Urea, also known as carbamide, is a waste product made by a large variety of living organisms and is the main component of urine. Urea is created in the liver, through a string of reactions that are called the Urea Cycle. This cycle is also called the Ornithine Cycle, as well as the Krebs-Henseleit Cycle. There are some essential compounds required for the completion of this cycle, such as arginine, citrulline and ornithine. Arginine cleaves and creates urea and ornithine, and the reactions that follow see urea residue build up on ornithine, which recreates arginine and keeps the cycle going. Ornithine is transported to the mitochondrial matrix, and once there, ornithine carbamoyltransferase uses carbamoyl phosphate to create citrulline. After this, citrulline is transported to the cytosol. Once here, citrulline and aspartate team up to create argininosuccinic acid. After this, argininosuccinate lyase creates l-arginine. L-arginine finally uses arginase-1 to create ornithine again, which will be transported to the mitochondrial matrix and restart the urea cycle once more.

Ketone bodies are consisted of acetone, beta-hydroxybutyrate and acetoacetate. In liver cells' mitochondria, acetyl-CoA can synthesize acetoacetate and beta-hydroxybutyrate; and spontaneous decarboxylation of acetoacetate will form acetone. Metabolism of ketone body (also known as ketogenesis) contains several reactions. Acetoacetic acid (acetoacetate) will be catalyzed to form acetoacetyl-CoA irreversibly by 3-oxoacid CoA-transferase 1 that also coupled with interconversion of succinyl-CoA and succinic acid.

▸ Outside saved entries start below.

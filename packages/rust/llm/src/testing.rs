//! Testing utilities: a scripted oracle.
//!
//! Useful for exercising the workflow without making real model calls.

use std::collections::VecDeque;
use std::sync::Mutex;

use async_trait::async_trait;

use specextract_shared::{Result, SpecExtractError};

use crate::oracle::{Completion, CompletionRequest, TextOracle};

/// A [`TextOracle`] that replays queued answers in order and records every
/// request it receives.
pub struct ScriptedOracle {
    model: String,
    replies: Mutex<VecDeque<Result<Completion>>>,
    requests: Mutex<Vec<CompletionRequest>>,
}

impl ScriptedOracle {
    /// Create an oracle with an empty script.
    pub fn new(model: impl Into<String>) -> Self {
        Self {
            model: model.into(),
            replies: Mutex::new(VecDeque::new()),
            requests: Mutex::new(Vec::new()),
        }
    }

    /// Queue a completion.
    pub fn with_completion(self, completion: Completion) -> Self {
        self.lock_replies().push_back(Ok(completion));
        self
    }

    /// Queue a plain text answer.
    pub fn with_text(self, text: impl Into<String>) -> Self {
        self.with_completion(Completion::text(text))
    }

    /// Queue an answer that also calls `tool`.
    pub fn with_tool_call(self, text: impl Into<String>, tool: impl Into<String>) -> Self {
        self.with_completion(Completion::with_tool_call(text, tool))
    }

    /// Queue a failure.
    pub fn with_error(self, error: SpecExtractError) -> Self {
        self.lock_replies().push_back(Err(error));
        self
    }

    /// Every request received so far, in order.
    pub fn requests(&self) -> Vec<CompletionRequest> {
        self.requests
            .lock()
            .unwrap_or_else(|poisoned| poisoned.into_inner())
            .clone()
    }

    /// Number of queued answers not yet consumed.
    pub fn remaining(&self) -> usize {
        self.lock_replies().len()
    }

    fn lock_replies(&self) -> std::sync::MutexGuard<'_, VecDeque<Result<Completion>>> {
        self.replies
            .lock()
            .unwrap_or_else(|poisoned| poisoned.into_inner())
    }
}

#[async_trait]
impl TextOracle for ScriptedOracle {
    fn model(&self) -> &str {
        &self.model
    }

    async fn complete(&self, request: &CompletionRequest) -> Result<Completion> {
        self.requests
            .lock()
            .unwrap_or_else(|poisoned| poisoned.into_inner())
            .push(request.clone());

        self.lock_replies().pop_front().unwrap_or_else(|| {
            Err(SpecExtractError::Oracle(
                "scripted oracle has no answers left".into(),
            ))
        })
    }
}

#[cfg(test)]
mod tests {
    use super::*;

    #[tokio::test]
    async fn replays_in_order_then_fails() {
        let oracle = ScriptedOracle::new("m")
            .with_text("one")
            .with_tool_call("two", "transfer_to_reviewer");

        let a = oracle.complete(&CompletionRequest::prompt("a")).await.unwrap();
        let b = oracle.complete(&CompletionRequest::prompt("b")).await.unwrap();
        assert_eq!(a.text, "one");
        assert!(b.calls_tool("transfer_to_reviewer"));
        assert!(oracle.complete(&CompletionRequest::prompt("c")).await.is_err());
        assert_eq!(oracle.requests().len(), 3);
        assert_eq!(oracle.remaining(), 0);
    }

    #[tokio::test]
    async fn transform_joins_instruction_and_text() {
        let oracle = ScriptedOracle::new("m").with_text("done");
        let out = oracle.transform("Convert this.", "<p>x</p>").await.unwrap();
        assert_eq!(out, "done");
        assert_eq!(
            oracle.requests()[0].messages[0].content,
            "Convert this.\n\n<p>x</p>"
        );
    }
}
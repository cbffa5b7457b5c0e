//! Refinement transcript checkpoints.

use std::collections::HashMap;
use std::sync::Mutex;

use async_trait::async_trait;
use serde::{Deserialize, Serialize};

use specextract_shared::{Result, SpecExtractError};
use specextract_storage::{CheckpointRow, Storage};

use crate::swarm::{AgentRole, TranscriptMessage};

/// Transcript state after a completed turn.
#[derive(Debug, Clone, PartialEq, Eq, Serialize, Deserialize)]
pub struct Checkpoint {
    pub session_id: String,
    pub document_key: String,
    pub model: String,
    /// Role that acts next.
    pub active_role: AgentRole,
    pub turns: u32,
    pub transcript: Vec<TranscriptMessage>,
}

/// Persists checkpoints keyed by session id.
#[async_trait]
pub trait Checkpointer: Send + Sync {
    async fn load(&self, session_id: &str) -> Result<Option<Checkpoint>>;
    async fn save(&self, checkpoint: &Checkpoint) -> Result<()>;
    async fn discard(&self, session_id: &str) -> Result<()>;
}

/// Process-local checkpoints; lost on exit.
#[derive(Default)]
pub struct MemoryCheckpointer {
    sessions: Mutex<HashMap<String, Checkpoint>>,
}

impl MemoryCheckpointer {
    fn lock(&self) -> std::sync::MutexGuard<'_, HashMap<String, Checkpoint>> {
        self.sessions
            .lock()
            .unwrap_or_else(|poisoned| poisoned.into_inner())
    }
}

#[async_trait]
impl Checkpointer for MemoryCheckpointer {
    async fn load(&self, session_id: &str) -> Result<Option<Checkpoint>> {
        Ok(self.lock().get(session_id).cloned())
    }

    async fn save(&self, checkpoint: &Checkpoint) -> Result<()> {
        self.lock()
            .insert(checkpoint.session_id.clone(), checkpoint.clone());
        Ok(())
    }

    async fn discard(&self, session_id: &str) -> Result<()> {
        self.lock().remove(session_id);
        Ok(())
    }
}

#[async_trait]
impl Checkpointer for Storage {
    async fn load(&self, session_id: &str) -> Result<Option<Checkpoint>> {
        self.get_checkpoint(session_id)
            .await?
            .map(checkpoint_from_row)
            .transpose()
    }

    async fn save(&self, checkpoint: &Checkpoint) -> Result<()> {
        let transcript = serde_json::to_string(&checkpoint.transcript)
            .map_err(|e| SpecExtractError::Storage(format!("failed to encode transcript: {e}")))?;
        self.put_checkpoint(
            &checkpoint.session_id,
            &checkpoint.document_key,
            &checkpoint.model,
            checkpoint.active_role.as_str(),
            checkpoint.turns,
            &transcript,
        )
        .await
    }

    async fn discard(&self, session_id: &str) -> Result<()> {
        self.delete_checkpoint(session_id).await
    }
}

fn checkpoint_from_row(row: CheckpointRow) -> Result<Checkpoint> {
    let transcript = serde_json::from_str(&row.transcript_json).map_err(|e| {
        SpecExtractError::Storage(format!(
            "corrupt transcript for session {}: {e}",
            row.session_id
        ))
    })?;
    Ok(Checkpoint {
        active_role: row.active_role.parse()?,
        session_id: row.session_id,
        document_key: row.document_key,
        model: row.model_id,
        turns: row.turns,
        transcript,
    })
}
//! Model backends for specextract.
//!
//! The workflow only sees the two oracle traits:
//! - [`TextOracle`] — free-form completions with optional tool calls
//! - [`StructuredOracle`] — schema-validated answers ([`SchemaOracle`])
//!
//! Concrete backends: [`GeminiClient`] and [`MistralClient`].

pub mod gemini;
mod http;
pub mod mistral;
pub mod oracle;
pub mod provider;
pub mod structured;
pub mod testing;

pub use gemini::GeminiClient;
pub use mistral::MistralClient;
pub use oracle::{
    ChatMessage, ChatRole, Completion, CompletionRequest, StructuredOracle, TextOracle,
    ToolCall, ToolSpec, Usage,
};
pub use provider::Oracles;
pub use structured::{SchemaOracle, item_list_schema};
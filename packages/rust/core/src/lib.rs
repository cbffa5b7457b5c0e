//! Document-processing workflow for procurement technical specifications.
//!
//! A document passes Validate → Convert, then Persist-Intermediate runs next
//! to either Extract (direct mode) or Refine → Extract (refined mode). See
//! [`graph::StageGraph`] for the two shapes and [`engine::Workflow`] for the
//! scheduler.

pub mod checkpoint;
pub mod engine;
pub mod graph;
pub mod observe;
pub mod pipeline;
pub mod stages;
pub mod state;
pub mod swarm;

pub use checkpoint::{Checkpoint, Checkpointer, MemoryCheckpointer};
pub use engine::{Workflow, WorkflowBuilder};
pub use graph::{GraphMode, StageGraph, StageId};
pub use observe::{
    FanoutObserver, LangfuseObserver, Observer, RecordingObserver, SilentObserver, WorkflowEvent,
};
pub use pipeline::{
    BatchReport, DocumentResult, RunReport, collect_inputs, document_stem, process_batch,
    process_document,
};
pub use state::{PipelineState, StateUpdate};
pub use swarm::{AgentRole, RefinementOutcome, RefinementStatus, RefinementSummary, Swarm};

Acetoacetic acid can also be catalyzed by mitochondrial D-beta-hydroxybutyrate dehydrogenase to form (R)-3-Hydroxybutyric acid with NADH. Ketogenesis occurs mostly during fasting and starvation. Stored fatty acids will be broken down and mobilized to produce large amount of acetyl-CoA for ketogenesis in liver, which can reduce the demand of glucose for other tissues. Acetone cannot be converted back to acetyl-CoA; therefore, they are either breathed out through the lungs or excreted in urine.